A skoro już odkryłem grzanie miazgi… Czy można to podejście zastosować do „upartej miazgi”, która nie chce oddać soku? Akurat wyciskałem 40kg Koksy i byłem bardzo zawiedziony ilością soku. Miazga, pomimo że wyraźnie wilgotna, nie chciała już absolutnie nic więcej puścić. Już miałem te uparte wytłoki wywalić, ale… co mi szkodzi spróbować – wsadziłem je do gara i zacząłem grzać, tak jak to opisałem powyżej. Zgodnie z przypuszczeniami, grzanie dużej ilości miazgi jest problematyczne: trzeba podgrzewać kąpiel stopniowo, kilkakrotnie. Ostatecznie zostawiłem te wytłoki w podgrzanej kąpieli na noc. Nie wiem do jakiej temperatury się ostatecznie zagrzały, podejrzewam że było to 30-kilka stopni. Gdy przyszedłem sprawdzić rano, wytłoki wyraźnie się rozluźniły i bez problemu byłem w stanie odcisnąć z nich jeszcze gratisowe 5 litrów!

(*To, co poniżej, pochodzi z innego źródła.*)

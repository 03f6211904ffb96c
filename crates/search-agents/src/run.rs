use crate::{Action, Percept, VacuumAgent, VacuumWorld};

#[derive(Debug, Clone, PartialEq, Eq)]
pub struct AgentRun {
    pub steps: usize,
    pub actions: Vec<Action>,
    /// Whether every room was clean when the run stopped.
    pub clean: bool,
}

/// Let `agent` act on `world` while any room is dirty, for at most `max_steps` actions.
pub fn run_agent<A>(agent: &mut A, world: &mut VacuumWorld, max_steps: usize) -> AgentRun
where
    A: VacuumAgent + ?Sized,
{
    let mut actions = Vec::new();

    while !world.is_clean() && actions.len() < max_steps {
        let room = world.position();
        let percept = Percept {
            room,
            status: world.status(room),
        };
        let action = agent.decide(percept);
        match action {
            Action::Suck => world.clean_current(),
            Action::MoveTo(to) => world.move_to(to),
            Action::NoOp => {}
        }
        tracing::debug!(agent = agent.name(), %action, %world, "vacuum step");
        actions.push(action);
    }

    let clean = world.is_clean();
    tracing::debug!(agent = agent.name(), steps = actions.len(), clean, "vacuum run finished");

    AgentRun {
        steps: actions.len(),
        actions,
        clean,
    }
}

Sok wyszedł dość mętny, ale wygląda i smakuje normalnie… Zrobię cydr dokładnie z tej partii – zobaczymy czy będzie się czymś wyróżniał, na plus lub na minus 😉
Dodawałem pektoenzym ale nic to nie pomogło. Na razie trwa fermentacji, więc oczywiście wciąż mętny. Ale jestem praktycznie pewny, że z czasem się sklaruje – zawsze się klarują, czasem tylko trzeba nieco dłużej poczekać…
Ciekawe! Sam miałem problem z wilgotną miazgą, która mimo mieszania na prasie nie oddawała soku. Kiedyś spróbuję twojego sposobu.
A co z mętnością nastawu? Klaruje się po czasie? Dodawałeś pekto?